I think that (3) does create strong incentives right now—at least for anyone who assumes [without any special prejudice given to existing people] amounts to [and it’s fine to disassemble everyone who currently exists if it’s the u/v/h/g/etc maximising policy]. This seems probable to me, though not entirely clear (I’m not an optimal configuration, and smoothly, consciousness-preservingly transitioning me to something optimal seems likely to take more resources than unceremoniously recycling me).
Incentives now include:
Prevent (3) happening.
To the extent that you expect (3) and are selfish, live for the pre-(3) time interval, for (3) will bring your doom.
On (4), “This solution obviously creates the best incentives for current agents” seems badly mistaken unless I’m misunderstanding you.
Something in this spirit would need to be based on a notion of [expected social value], not on actual contributions, since in the cases where we die we don’t get to award negative points.
For example, suppose my choice is between: A: {90% chance doom for everyone; 10% I save the world} B: {85% chance doom for everyone; 15% someone else saves the world}
To the extent that I’m selfish, and willing to risk some chance of death for greater control over the future, I’m going to pick A under (4). The more selfish, reckless and power-hungry I am, and the more what I want deviates from that most people want, the more likely I am to actively put myself in position to take an A-like action.

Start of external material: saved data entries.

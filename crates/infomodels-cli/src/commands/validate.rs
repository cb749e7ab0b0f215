//! Validate command - check data files against the model and report errors.

use std::path::{Path, PathBuf};

use colored::Colorize;
use infomodels::{
    validate_file, CsvChecker, DataDirectory, ReportFormat, ReportRenderer, Sampler,
    SamplingStrategy,
};

use crate::config::Config;

/// File counts for one or more validated directories.
#[derive(Debug, Clone, Copy, Default, PartialEq, Eq)]
pub struct Summary {
    pub files_checked: usize,
    pub files_with_errors: usize,
}

impl Summary {
    pub fn found_errors(&self) -> bool {
        self.files_with_errors > 0
    }

    fn add(&mut self, other: Summary) {
        self.files_checked += other.files_checked;
        self.files_with_errors += other.files_with_errors;
    }
}

/// Validate every listed data directory.
///
/// Returns true if any file produced a validation error. Every directory is
/// processed before the caller decides the exit status.
pub fn run(
    config: &Config,
    dirs: Vec<PathBuf>,
    sampling: SamplingStrategy,
    seed: Option<u64>,
    format: ReportFormat,
) -> Result<bool, Box<dyn std::error::Error>> {
    let mut sampler = match seed {
        Some(seed) => Sampler::with_seed(sampling, seed),
        None => Sampler::new(sampling),
    };
    let renderer = ReportRenderer::new(format);
    let checker = CsvChecker::new();

    let mut summary = Summary::default();
    for dir in &dirs {
        summary.add(validate_directory(config, dir, &checker, &mut sampler, &renderer)?);
    }

    tracing::info!(
        files = summary.files_checked,
        files_with_errors = summary.files_with_errors,
        "validation finished"
    );

    if format == ReportFormat::Table {
        println!();
        if summary.found_errors() {
            println!(
                "{} {} of {} files have errors",
                "Invalid:".red().bold(),
                summary.files_with_errors,
                summary.files_checked
            );
        } else {
            println!("{} {} files checked", "Valid:".green().bold(), summary.files_checked);
        }
    }

    Ok(summary.found_errors())
}

/// Validate each file listed in one directory's metadata and print its report.
///
/// The directory must carry a `metadata.csv` whose checksums match. Files
/// naming an unknown table, or that cannot be read at all, are skipped with
/// a warning.
pub fn validate_directory(
    config: &Config,
    dir: &Path,
    checker: &CsvChecker,
    sampler: &mut Sampler,
    renderer: &ReportRenderer,
) -> Result<Summary, Box<dyn std::error::Error>> {
    let data = DataDirectory::open(dir)?;
    data.verify()?;

    let (model_name, version) = config.model_for(&data).ok_or_else(|| {
        format!(
            "No data model for {}: pass --model or annotate the directory",
            dir.display()
        )
    })?;
    let model = config.load_model(&model_name, version.as_deref())?;
    let format = renderer.format();

    if format == ReportFormat::Table {
        println!(
            "{} {} against {} {}",
            "Validating".cyan().bold(),
            dir.display().to_string().white(),
            model.name,
            model.version
        );
    }

    let mut summary = Summary::default();
    for record in data.records() {
        let Some(table) = model.table(&record.table) else {
            tracing::warn!(
                file = %record.filename,
                table = %record.table,
                choices = %model.table_names().join(", "),
                "unknown table, skipping file"
            );
            continue;
        };

        tracing::info!(table = %table.name, file = %record.filename, "evaluating table");
        let path = data.file_path(record);
        let report = match validate_file(checker, &path, table, sampler) {
            Ok(report) => report,
            Err(e) => {
                tracing::warn!(file = %path.display(), error = %e, "could not validate file");
                continue;
            }
        };
        summary.files_checked += 1;

        let Some(rendered) = renderer.render(&report)? else {
            tracing::info!(table = %table.name, file = %record.filename, "everything looks good");
            continue;
        };
        summary.files_with_errors += 1;

        match format {
            ReportFormat::Json => println!("{}", rendered),
            ReportFormat::Table => {
                println!();
                println!(
                    "{} {} ({} errors)",
                    record.filename.yellow().bold(),
                    format!("[{}]", table.name).dimmed(),
                    report.total_occurrences().to_string().red()
                );
                print!("{}", rendered);
            }
        }
    }

    Ok(summary)
}

#[cfg(test)]
mod tests {
    use super::*;
    use crate::commands::fixtures::{config, data_dir};
    use std::fs;
    use tempfile::TempDir;

    fn check(config: &Config, dir: &Path) -> Result<Summary, Box<dyn std::error::Error>> {
        let mut sampler = Sampler::with_seed(SamplingStrategy::Distinct, 7);
        let renderer = ReportRenderer::new(ReportFormat::Json);
        validate_directory(config, dir, &CsvChecker::new(), &mut sampler, &renderer)
    }

    #[test]
    fn test_skips_unknown_table_and_unreadable_file() {
        let root = TempDir::new().unwrap();
        let config = config(root.path());
        let dir = data_dir(
            root.path(),
            "site",
            &[
                ("person.csv", "person_id\n1\n"),
                ("drug.csv", "drug_id\n1\n"),
                ("visit_occurrence.csv", ""),
            ],
        );

        let summary = check(&config, &dir).unwrap();
        assert_eq!(
            summary,
            Summary {
                files_checked: 1,
                files_with_errors: 0
            }
        );
    }

    #[test]
    fn test_counts_files_with_errors() {
        let root = TempDir::new().unwrap();
        let config = config(root.path());
        let dir = data_dir(
            root.path(),
            "site",
            &[
                ("person.csv", "person_id\nx\n2\n"),
                ("visit_occurrence.csv", "visit_occurrence_id,person_id\n10,1\n"),
            ],
        );

        let summary = check(&config, &dir).unwrap();
        assert_eq!(summary.files_checked, 2);
        assert_eq!(summary.files_with_errors, 1);
        assert!(summary.found_errors());
    }

    #[test]
    fn test_directory_without_metadata_is_an_error() {
        let root = TempDir::new().unwrap();
        let config = config(root.path());
        let dir = root.path().join("bare");
        fs::create_dir_all(&dir).unwrap();
        fs::write(dir.join("person.csv"), "person_id\nx\ny\n").unwrap();

        let err = check(&config, &dir).unwrap_err();
        assert!(err.to_string().contains("metadata.csv"));
    }

    #[test]
    fn test_changed_file_fails_checksum() {
        let root = TempDir::new().unwrap();
        let config = config(root.path());
        let dir = data_dir(root.path(), "site", &[("person.csv", "person_id\n1\n")]);
        fs::write(dir.join("person.csv"), "person_id\n2\n").unwrap();

        assert!(check(&config, &dir).is_err());
    }

    #[test]
    fn test_errors_in_any_directory_fail_the_run() {
        let root = TempDir::new().unwrap();
        let config = config(root.path());
        let clean = data_dir(root.path(), "clean", &[("person.csv", "person_id\n1\n")]);
        let broken = data_dir(root.path(), "broken", &[("person.csv", "person_id\nx\n")]);

        let run_over = |dirs: Vec<PathBuf>| {
            run(&config, dirs, SamplingStrategy::Distinct, Some(1), ReportFormat::Json).unwrap()
        };

        assert!(!run_over(vec![clean.clone()]));
        assert!(run_over(vec![broken.clone(), clean.clone()]));
        assert!(run_over(vec![clean, broken]));
    }
}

Moreover, if the aim is to get ideal incentives, it seems unavoidable to have symmetry and include punishments rather than only [you don’t get many resources]. Otherwise the incentive is to shoot for huge magnitude of impact, without worrying much about the sign, since no-one can do worse than zero resources.
If correct incentives were the only desideratum, I don’t see how we’d avoid [post-singularity ‘hell’ (with some probability) for those who’re reckless with AGI]. For any nicer approach I think we’d either be incenting huge impact with uncertain sign, or failing to incent large sacrifice in order to save the world.
Perhaps the latter is best?? I.e. cap the max resources for any individual at a fairly low level, so that e.g. [this person was in the top percentile of helpfulness] and [this person saved the world] might get you about the same resource allocation. It has the upsides both of making ‘hell’ less necessary, and of giving a lower incentive to overconfident people with high-impact schemes. (but still probably incents particularly selfish people to pick A over B)
If correct incentives were the only desideratum, I don’t see how we’d avoid [post-singularity ‘hell’ (with some probability) for those who’re reckless with AGI].
(some very mild spoilers for yudkowsky’s planecrash glowfic (very mild as in this mostly does not talk about the story, but you could deduce things about where the story goes by the fact that characters in it are discussing this))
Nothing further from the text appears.